* [Exercise]:
Report back the lines in this listing that carry the string "ExchangePair".

* [Data shown]:
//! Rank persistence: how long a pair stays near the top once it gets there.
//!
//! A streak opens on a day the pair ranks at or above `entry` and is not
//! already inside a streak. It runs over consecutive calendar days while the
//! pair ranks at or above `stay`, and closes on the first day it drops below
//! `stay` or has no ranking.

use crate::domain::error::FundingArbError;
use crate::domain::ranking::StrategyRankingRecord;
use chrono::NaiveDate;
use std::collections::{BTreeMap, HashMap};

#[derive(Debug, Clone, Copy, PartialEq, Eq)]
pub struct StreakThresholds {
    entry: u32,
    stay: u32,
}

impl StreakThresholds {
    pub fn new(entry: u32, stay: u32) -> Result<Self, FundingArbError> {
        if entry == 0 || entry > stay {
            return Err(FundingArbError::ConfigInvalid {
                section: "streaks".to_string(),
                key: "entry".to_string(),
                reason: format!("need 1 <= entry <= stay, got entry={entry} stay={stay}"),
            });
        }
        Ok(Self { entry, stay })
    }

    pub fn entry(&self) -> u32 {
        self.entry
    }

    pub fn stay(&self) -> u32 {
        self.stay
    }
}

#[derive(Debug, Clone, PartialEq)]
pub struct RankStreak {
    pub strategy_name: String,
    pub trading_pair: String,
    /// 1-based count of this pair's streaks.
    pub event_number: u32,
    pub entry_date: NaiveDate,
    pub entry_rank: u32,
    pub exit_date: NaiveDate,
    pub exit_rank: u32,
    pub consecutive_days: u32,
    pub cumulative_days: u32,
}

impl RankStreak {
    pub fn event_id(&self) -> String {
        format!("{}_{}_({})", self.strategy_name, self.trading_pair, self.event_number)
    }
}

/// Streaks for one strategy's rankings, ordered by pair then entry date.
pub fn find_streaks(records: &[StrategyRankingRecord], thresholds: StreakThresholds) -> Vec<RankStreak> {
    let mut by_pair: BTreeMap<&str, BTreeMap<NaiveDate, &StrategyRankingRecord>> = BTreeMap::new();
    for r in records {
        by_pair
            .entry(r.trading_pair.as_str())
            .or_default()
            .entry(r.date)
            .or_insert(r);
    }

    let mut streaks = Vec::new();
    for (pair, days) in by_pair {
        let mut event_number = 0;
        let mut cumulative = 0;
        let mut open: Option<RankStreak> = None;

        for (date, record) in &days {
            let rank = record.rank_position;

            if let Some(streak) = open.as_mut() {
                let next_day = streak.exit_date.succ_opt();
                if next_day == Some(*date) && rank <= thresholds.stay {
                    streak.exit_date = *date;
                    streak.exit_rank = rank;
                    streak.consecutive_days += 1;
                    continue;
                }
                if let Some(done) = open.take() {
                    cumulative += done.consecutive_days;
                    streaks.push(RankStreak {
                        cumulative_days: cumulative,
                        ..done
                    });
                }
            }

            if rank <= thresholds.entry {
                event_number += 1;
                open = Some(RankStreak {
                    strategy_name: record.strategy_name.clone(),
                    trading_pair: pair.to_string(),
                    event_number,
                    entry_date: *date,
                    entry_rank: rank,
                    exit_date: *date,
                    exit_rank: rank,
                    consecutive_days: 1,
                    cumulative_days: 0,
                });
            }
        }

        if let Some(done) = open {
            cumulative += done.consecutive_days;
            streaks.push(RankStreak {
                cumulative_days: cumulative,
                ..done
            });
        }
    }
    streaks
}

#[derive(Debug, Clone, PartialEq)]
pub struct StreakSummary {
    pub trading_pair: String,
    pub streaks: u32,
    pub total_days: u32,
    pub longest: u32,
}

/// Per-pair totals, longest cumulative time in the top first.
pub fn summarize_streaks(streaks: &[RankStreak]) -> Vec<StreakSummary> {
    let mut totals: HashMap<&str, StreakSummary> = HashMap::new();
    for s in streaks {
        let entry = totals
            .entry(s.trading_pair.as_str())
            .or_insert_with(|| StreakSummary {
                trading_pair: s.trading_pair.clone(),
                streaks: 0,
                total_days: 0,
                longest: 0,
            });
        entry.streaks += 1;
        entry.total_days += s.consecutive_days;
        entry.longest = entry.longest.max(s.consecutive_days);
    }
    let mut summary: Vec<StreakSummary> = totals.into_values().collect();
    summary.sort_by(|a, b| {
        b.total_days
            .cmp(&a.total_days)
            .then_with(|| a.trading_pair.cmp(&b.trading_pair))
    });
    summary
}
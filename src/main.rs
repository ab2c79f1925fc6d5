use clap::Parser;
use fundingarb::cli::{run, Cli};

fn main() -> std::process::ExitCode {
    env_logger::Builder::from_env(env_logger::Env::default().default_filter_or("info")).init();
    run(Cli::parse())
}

==

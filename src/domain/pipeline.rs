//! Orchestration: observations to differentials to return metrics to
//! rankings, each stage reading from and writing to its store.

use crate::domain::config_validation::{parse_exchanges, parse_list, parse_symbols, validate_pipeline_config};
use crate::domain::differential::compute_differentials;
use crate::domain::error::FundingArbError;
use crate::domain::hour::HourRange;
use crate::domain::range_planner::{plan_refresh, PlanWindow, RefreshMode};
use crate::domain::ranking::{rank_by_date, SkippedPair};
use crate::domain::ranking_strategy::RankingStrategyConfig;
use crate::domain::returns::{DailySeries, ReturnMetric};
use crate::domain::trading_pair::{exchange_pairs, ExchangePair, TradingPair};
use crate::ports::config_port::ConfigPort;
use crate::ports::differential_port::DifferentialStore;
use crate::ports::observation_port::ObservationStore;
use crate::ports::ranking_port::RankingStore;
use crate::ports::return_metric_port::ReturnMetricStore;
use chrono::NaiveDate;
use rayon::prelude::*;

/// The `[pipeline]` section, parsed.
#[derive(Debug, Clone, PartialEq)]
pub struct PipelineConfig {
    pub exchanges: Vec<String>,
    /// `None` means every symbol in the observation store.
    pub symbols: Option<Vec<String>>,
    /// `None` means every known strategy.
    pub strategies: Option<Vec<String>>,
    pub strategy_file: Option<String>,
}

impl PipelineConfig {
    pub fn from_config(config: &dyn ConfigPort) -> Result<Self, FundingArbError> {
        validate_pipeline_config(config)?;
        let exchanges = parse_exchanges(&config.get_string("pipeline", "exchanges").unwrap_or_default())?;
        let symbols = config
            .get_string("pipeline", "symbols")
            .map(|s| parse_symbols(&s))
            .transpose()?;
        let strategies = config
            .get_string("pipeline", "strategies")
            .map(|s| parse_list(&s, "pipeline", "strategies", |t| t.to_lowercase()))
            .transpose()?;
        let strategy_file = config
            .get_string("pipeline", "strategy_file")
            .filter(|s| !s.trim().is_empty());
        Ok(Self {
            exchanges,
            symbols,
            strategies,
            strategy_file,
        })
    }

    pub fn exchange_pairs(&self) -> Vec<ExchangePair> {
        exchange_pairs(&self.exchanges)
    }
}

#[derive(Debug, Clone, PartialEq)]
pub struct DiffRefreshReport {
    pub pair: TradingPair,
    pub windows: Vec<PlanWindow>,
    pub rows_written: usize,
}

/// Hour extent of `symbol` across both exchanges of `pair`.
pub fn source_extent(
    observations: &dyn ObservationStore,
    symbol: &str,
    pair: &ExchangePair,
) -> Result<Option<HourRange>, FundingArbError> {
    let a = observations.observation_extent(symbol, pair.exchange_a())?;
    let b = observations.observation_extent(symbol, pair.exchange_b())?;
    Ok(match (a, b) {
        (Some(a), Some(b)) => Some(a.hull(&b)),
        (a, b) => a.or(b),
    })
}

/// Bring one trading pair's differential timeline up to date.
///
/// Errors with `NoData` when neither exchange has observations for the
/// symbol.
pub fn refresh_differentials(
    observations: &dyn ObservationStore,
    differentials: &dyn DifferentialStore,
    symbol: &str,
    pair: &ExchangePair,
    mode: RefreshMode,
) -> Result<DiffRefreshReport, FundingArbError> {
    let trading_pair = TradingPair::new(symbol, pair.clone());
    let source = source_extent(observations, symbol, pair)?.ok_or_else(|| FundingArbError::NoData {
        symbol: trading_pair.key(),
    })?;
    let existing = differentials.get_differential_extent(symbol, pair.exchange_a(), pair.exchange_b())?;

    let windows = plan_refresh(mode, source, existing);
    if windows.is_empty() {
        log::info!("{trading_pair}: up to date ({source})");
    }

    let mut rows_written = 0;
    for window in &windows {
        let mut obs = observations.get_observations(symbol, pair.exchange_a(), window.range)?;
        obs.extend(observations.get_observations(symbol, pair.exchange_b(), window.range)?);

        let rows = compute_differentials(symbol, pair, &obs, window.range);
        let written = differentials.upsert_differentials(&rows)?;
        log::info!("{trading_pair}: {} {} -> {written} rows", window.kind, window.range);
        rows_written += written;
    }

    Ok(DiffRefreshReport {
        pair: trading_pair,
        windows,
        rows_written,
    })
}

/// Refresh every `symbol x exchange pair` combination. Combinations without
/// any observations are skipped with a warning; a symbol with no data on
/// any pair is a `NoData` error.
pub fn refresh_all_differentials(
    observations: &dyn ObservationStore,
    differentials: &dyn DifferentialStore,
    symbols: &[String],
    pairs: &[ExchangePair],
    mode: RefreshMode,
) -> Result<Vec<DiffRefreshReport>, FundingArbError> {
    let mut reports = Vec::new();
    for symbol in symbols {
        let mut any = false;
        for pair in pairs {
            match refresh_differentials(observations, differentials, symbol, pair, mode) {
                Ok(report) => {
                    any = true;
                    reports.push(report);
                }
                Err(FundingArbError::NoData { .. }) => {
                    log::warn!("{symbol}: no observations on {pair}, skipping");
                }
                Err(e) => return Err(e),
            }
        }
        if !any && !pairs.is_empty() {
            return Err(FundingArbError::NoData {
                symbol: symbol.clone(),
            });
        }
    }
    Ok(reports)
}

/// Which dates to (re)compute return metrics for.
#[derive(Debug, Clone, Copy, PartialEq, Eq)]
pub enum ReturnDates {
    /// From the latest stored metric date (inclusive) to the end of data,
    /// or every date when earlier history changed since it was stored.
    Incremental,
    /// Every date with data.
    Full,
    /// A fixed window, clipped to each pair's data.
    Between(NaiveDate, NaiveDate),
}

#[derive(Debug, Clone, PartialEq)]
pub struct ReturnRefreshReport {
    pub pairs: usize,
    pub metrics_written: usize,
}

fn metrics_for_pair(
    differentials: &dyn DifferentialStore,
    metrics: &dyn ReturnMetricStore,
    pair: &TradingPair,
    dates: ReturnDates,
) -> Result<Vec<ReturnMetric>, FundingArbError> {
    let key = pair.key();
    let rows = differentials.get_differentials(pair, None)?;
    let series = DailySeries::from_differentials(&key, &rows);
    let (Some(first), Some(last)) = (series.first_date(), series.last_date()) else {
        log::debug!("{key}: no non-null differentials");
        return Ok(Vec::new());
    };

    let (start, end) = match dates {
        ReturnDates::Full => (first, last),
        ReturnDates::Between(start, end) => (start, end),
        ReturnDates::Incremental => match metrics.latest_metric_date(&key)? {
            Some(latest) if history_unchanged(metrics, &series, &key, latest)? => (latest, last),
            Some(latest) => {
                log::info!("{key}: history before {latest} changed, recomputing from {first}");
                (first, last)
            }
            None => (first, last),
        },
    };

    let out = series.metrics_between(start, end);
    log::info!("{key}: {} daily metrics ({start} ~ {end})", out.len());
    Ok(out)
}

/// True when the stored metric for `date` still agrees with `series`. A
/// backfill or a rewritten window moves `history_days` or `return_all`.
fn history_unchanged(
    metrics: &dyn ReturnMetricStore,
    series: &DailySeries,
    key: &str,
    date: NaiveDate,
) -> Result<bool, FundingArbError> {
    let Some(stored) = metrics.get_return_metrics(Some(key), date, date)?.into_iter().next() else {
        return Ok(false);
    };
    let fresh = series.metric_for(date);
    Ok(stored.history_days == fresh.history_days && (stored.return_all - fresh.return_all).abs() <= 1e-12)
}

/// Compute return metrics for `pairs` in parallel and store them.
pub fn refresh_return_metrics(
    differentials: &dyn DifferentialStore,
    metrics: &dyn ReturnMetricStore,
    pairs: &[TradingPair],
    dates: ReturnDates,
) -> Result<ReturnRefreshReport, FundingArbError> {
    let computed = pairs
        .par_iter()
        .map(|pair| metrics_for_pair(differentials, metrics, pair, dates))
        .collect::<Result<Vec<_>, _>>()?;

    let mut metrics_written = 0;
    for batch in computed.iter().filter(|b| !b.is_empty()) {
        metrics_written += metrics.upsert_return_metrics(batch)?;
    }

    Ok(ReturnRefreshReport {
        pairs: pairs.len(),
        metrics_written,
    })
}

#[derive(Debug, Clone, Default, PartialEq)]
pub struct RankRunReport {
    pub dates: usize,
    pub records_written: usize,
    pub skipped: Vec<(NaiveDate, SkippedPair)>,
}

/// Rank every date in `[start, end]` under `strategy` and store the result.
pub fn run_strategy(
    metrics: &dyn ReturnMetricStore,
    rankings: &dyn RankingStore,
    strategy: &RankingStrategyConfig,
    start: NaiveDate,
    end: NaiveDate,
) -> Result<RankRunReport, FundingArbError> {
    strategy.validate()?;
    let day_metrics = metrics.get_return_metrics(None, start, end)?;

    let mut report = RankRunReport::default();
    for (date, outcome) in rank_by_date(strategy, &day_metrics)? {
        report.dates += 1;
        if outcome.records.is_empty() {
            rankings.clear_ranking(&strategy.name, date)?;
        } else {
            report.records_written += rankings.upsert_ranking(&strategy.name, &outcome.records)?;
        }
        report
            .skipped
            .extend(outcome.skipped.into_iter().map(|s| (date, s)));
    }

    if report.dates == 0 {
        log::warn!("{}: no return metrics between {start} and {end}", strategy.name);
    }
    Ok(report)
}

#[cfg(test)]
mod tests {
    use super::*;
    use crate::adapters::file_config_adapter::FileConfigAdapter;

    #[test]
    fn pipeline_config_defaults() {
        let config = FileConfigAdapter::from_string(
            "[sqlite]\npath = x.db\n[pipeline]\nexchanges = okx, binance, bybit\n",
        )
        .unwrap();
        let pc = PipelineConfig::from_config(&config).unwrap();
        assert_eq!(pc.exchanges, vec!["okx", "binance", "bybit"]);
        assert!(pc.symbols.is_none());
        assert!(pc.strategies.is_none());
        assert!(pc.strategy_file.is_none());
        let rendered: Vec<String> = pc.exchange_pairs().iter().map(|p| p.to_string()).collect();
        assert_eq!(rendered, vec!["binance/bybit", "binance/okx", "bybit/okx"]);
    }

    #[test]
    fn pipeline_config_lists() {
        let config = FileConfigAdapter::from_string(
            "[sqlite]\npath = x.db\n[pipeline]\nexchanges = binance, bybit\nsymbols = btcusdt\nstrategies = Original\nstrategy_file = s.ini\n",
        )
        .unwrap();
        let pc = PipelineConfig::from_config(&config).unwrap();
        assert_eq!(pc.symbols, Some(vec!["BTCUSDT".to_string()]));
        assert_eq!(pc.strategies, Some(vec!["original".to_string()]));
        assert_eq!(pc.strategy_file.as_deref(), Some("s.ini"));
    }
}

* [Expected answer]:
use crate::domain::trading_pair::{exchange_pairs, ExchangePair, TradingPair};
    pub fn exchange_pairs(&self) -> Vec<ExchangePair> {
    pair: &ExchangePair,
    pair: &ExchangePair,
    pairs: &[ExchangePair],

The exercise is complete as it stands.